Stored items from a collection:
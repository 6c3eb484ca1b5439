// SPDX-License-Identifier: GPL-3.0-or-later

use crate::Result;

/// Mono PCM samples at a known rate.
#[derive(Debug, Clone, PartialEq)]
pub struct SampleBuffer {
    pub samples: Vec<f32>,
    pub sample_rate: u32,
}

impl SampleBuffer {
    pub fn new(samples: Vec<f32>, sample_rate: u32) -> Self {
        Self {
            samples,
            sample_rate,
        }
    }

    pub fn is_empty(&self) -> bool {
        self.samples.is_empty()
    }

    pub fn len(&self) -> usize {
        self.samples.len()
    }

    /// Length of the buffer in seconds.
    pub fn duration(&self) -> f64 {
        if self.sample_rate == 0 {
            return 0.0;
        }
        self.samples.len() as f64 / self.sample_rate as f64
    }

    /// Copy out the sub-range `[start, start + duration)` in seconds.
    ///
    /// The range is clamped to the buffer: a negative start reads from zero and
    /// a start past the end yields an empty buffer. `None` reads to the end.
    pub fn slice(&self, start: f64, duration: Option<f64>) -> SampleBuffer {
        let rate = self.sample_rate as f64;
        let len = self.samples.len();

        let begin = ((start.max(0.0) * rate).round() as usize).min(len);
        let end = match duration {
            Some(d) => begin
                .saturating_add((d.max(0.0) * rate).round() as usize)
                .min(len),
            None => len,
        };

        SampleBuffer::new(self.samples[begin..end].to_vec(), self.sample_rate)
    }
}

/// Supplier of decoded audio for windowed analysis.
///
/// Implementations own decoding; callers only ask for time ranges.
pub trait AudioSource: Send + Sync {
    /// Total length of the recording in seconds.
    fn total_duration(&self) -> f64;

    /// Load `[start, start + duration)` seconds as mono samples.
    fn load(&self, start: f64, duration: Option<f64>) -> Result<SampleBuffer>;
}

impl AudioSource for SampleBuffer {
    fn total_duration(&self) -> f64 {
        self.duration()
    }

    fn load(&self, start: f64, duration: Option<f64>) -> Result<SampleBuffer> {
        Ok(self.slice(start, duration))
    }
}
// SPDX-License-Identifier: GPL-3.0-or-later

//! End-to-end fingerprinting of a sample buffer.

use tracing::debug;

use crate::decoder::resample;
use crate::{
    Fingerprint, FingerprintConfig, FingerprintError, FingerprintGenerator, PeakExtractor, Result,
    SampleBuffer, SpectralAnalyzer,
};

/// Runs spectral analysis, peak extraction and pairing with one configuration.
pub struct Fingerprinter {
    sample_rate: u32,
    analyzer: SpectralAnalyzer,
    extractor: PeakExtractor,
    generator: FingerprintGenerator,
}

impl Fingerprinter {
    /// Build a fingerprinter, rejecting invalid configurations up front.
    pub fn new(config: FingerprintConfig) -> Result<Self> {
        config.validate()?;
        Ok(Self {
            sample_rate: config.sample_rate,
            extractor: PeakExtractor::new(&config),
            generator: FingerprintGenerator::new(&config),
            analyzer: SpectralAnalyzer::new(config),
        })
    }

    /// Rate every buffer is analyzed at.
    pub fn sample_rate(&self) -> u32 {
        self.sample_rate
    }

    /// Fingerprint the whole buffer.
    ///
    /// Buffers at another rate are resampled first, since bin and frame
    /// indices only agree between clips analyzed at the same rate. Silent or
    /// empty audio gives an empty set, never an error.
    pub fn fingerprint(&self, buffer: &SampleBuffer) -> Result<Vec<Fingerprint>> {
        if buffer.is_empty() {
            return Ok(Vec::new());
        }
        if buffer.sample_rate == 0 {
            return Err(FingerprintError::Resample(
                "input declares a sample rate of 0".to_string(),
            ));
        }

        let spectrogram = if buffer.sample_rate == self.sample_rate {
            self.analyzer.analyze(buffer)
        } else {
            debug!(
                target: "fingerprint",
                from = buffer.sample_rate,
                to = self.sample_rate,
                "resampling query before analysis"
            );
            self.analyzer.analyze(&resample(buffer.clone(), self.sample_rate)?)
        };

        let landmarks = self.extractor.extract(&spectrogram);
        if landmarks.is_empty() {
            debug!(target: "fingerprint", "no landmarks above threshold");
            return Ok(Vec::new());
        }
        Ok(self.generator.generate(&landmarks))
    }

    /// Fingerprint `[start, start + duration)` seconds of the buffer.
    ///
    /// Anchor times are relative to `start`.
    pub fn fingerprint_range(
        &self,
        buffer: &SampleBuffer,
        start: f64,
        duration: Option<f64>,
    ) -> Result<Vec<Fingerprint>> {
        self.fingerprint(&buffer.slice(start, duration))
    }
}

#[cfg(test)]
mod tests {
    use super::*;
    use std::collections::BTreeSet;
    use std::f32::consts::PI;

    /// A few seconds of stepped tones so landmarks land at distinct times.
    fn melody(rate: u32) -> SampleBuffer {
        let notes = [440.0f32, 660.0, 550.0, 880.0, 495.0, 740.0, 587.0, 990.0];
        let note_len = (0.25 * rate as f32) as usize;
        let mut samples = Vec::with_capacity(notes.len() * note_len * 2);
        for round in 0..2 {
            for (k, freq) in notes.iter().enumerate() {
                let f = freq * (1.0 + round as f32 * 0.1) + k as f32;
                samples.extend(
                    (0..note_len).map(|i| (2.0 * PI * f * i as f32 / rate as f32).sin() * 0.8),
                );
            }
        }
        SampleBuffer::new(samples, rate)
    }

    #[test]
    fn same_clip_gives_same_hash_set() {
        let fingerprinter = Fingerprinter::new(FingerprintConfig::default()).expect("valid config");
        let clip = melody(22_050);

        let first = fingerprinter.fingerprint(&clip).expect("fingerprint");
        let second = fingerprinter.fingerprint(&clip).expect("fingerprint");

        assert!(!first.is_empty());
        assert_eq!(first, second);

        let hashes: BTreeSet<u64> = first.iter().map(|f| f.hash).collect();
        let again: BTreeSet<u64> = Fingerprinter::new(FingerprintConfig::default())
            .expect("valid config")
            .fingerprint(&clip)
            .expect("fingerprint")
            .iter()
            .map(|f| f.hash)
            .collect();
        assert_eq!(hashes, again);
    }

    #[test]
    fn silence_yields_no_fingerprints() {
        let fingerprinter = Fingerprinter::new(FingerprintConfig::default()).expect("valid config");
        let silence = SampleBuffer::new(vec![0.0; 22_050 * 2], 22_050);
        assert!(fingerprinter.fingerprint(&silence).expect("fingerprint").is_empty());
    }

    #[test]
    fn invalid_config_is_rejected() {
        let config = FingerprintConfig {
            hop_size: 0,
            ..Default::default()
        };
        assert!(Fingerprinter::new(config).is_err());

        let odd = FingerprintConfig {
            fft_size: 2047,
            ..Default::default()
        };
        assert!(matches!(
            Fingerprinter::new(odd),
            Err(FingerprintError::InvalidConfig(_))
        ));
    }

    #[test]
    fn range_anchor_times_are_window_relative() {
        let fingerprinter = Fingerprinter::new(FingerprintConfig::default()).expect("valid config");
        let clip = melody(22_050);
        let window = fingerprinter
            .fingerprint_range(&clip, 1.0, Some(2.0))
            .expect("fingerprint");
        assert!(!window.is_empty());
        assert!(window.iter().all(|f| f.anchor_time < 2.1));
    }

    #[test]
    fn other_rates_are_resampled_before_hashing() {
        let fingerprinter = Fingerprinter::new(FingerprintConfig::default()).expect("valid config");
        assert_eq!(fingerprinter.sample_rate(), 22_050);

        let native: BTreeSet<u64> = fingerprinter
            .fingerprint(&melody(22_050))
            .expect("fingerprint")
            .iter()
            .map(|f| f.hash)
            .collect();
        let doubled: BTreeSet<u64> = fingerprinter
            .fingerprint(&melody(44_100))
            .expect("fingerprint")
            .iter()
            .map(|f| f.hash)
            .collect();

        // Analyzed at 44.1 kHz directly, bin and frame indices would not line up.
        assert!(!doubled.is_empty());
        assert!(native.intersection(&doubled).next().is_some());
    }

    #[test]
    fn zero_rate_input_is_an_error() {
        let fingerprinter = Fingerprinter::new(FingerprintConfig::default()).expect("valid config");
        let buffer = SampleBuffer::new(vec![0.5; 64], 0);
        assert!(matches!(
            fingerprinter.fingerprint(&buffer),
            Err(FingerprintError::Resample(_))
        ));
        assert!(fingerprinter
            .fingerprint(&SampleBuffer::new(Vec::new(), 0))
            .expect("empty input")
            .is_empty());
    }
}
// SPDX-License-Identifier: GPL-3.0-or-later

//! Landmark-based audio fingerprinting.
//!
//! This crate provides functionality for:
//! - Turning mono PCM into a log-magnitude spectrogram
//! - Picking locally loudest landmarks on that surface
//! - Pairing landmarks inside a target zone into deterministic hashes
//! - Decoding and resampling audio files into analyzable sample buffers

pub mod config;
pub mod decoder;
pub mod error;
pub mod fingerprint;
pub mod generator;
pub mod peaks;
pub mod pipeline;
pub mod samples;
pub mod spectral;

pub use config::FingerprintConfig;
pub use decoder::FileAudioSource;
pub use error::{FingerprintError, Result};
pub use fingerprint::{landmark_hash, Fingerprint, HASH_VERSION};
pub use generator::FingerprintGenerator;
pub use peaks::{Landmark, PeakExtractor};
pub use pipeline::Fingerprinter;
pub use samples::{AudioSource, SampleBuffer};
pub use spectral::{SpectralAnalyzer, Spectrogram};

◆ **About this task**
Starting at the line that contains "Err(FingerprintError::Resample(_))", quote each remaining line of the entries above, unchanged.

◆ **Solution below**
            Err(FingerprintError::Resample(_))
        ));
        assert!(fingerprinter
            .fingerprint(&SampleBuffer::new(Vec::new(), 0))
            .expect("empty input")
            .is_empty());
    }
}
// SPDX-License-Identifier: GPL-3.0-or-later

//! Landmark-based audio fingerprinting.
//!
//! This crate provides functionality for:
//! - Turning mono PCM into a log-magnitude spectrogram
//! - Picking locally loudest landmarks on that surface
//! - Pairing landmarks inside a target zone into deterministic hashes
//! - Decoding and resampling audio files into analyzable sample buffers

pub mod config;
pub mod decoder;
pub mod error;
pub mod fingerprint;
pub mod generator;
pub mod peaks;
pub mod pipeline;
pub mod samples;
pub mod spectral;

pub use config::FingerprintConfig;
pub use decoder::FileAudioSource;
pub use error::{FingerprintError, Result};
pub use fingerprint::{landmark_hash, Fingerprint, HASH_VERSION};
pub use generator::FingerprintGenerator;
pub use peaks::{Landmark, PeakExtractor};
pub use pipeline::Fingerprinter;
pub use samples::{AudioSource, SampleBuffer};
pub use spectral::{SpectralAnalyzer, Spectrogram};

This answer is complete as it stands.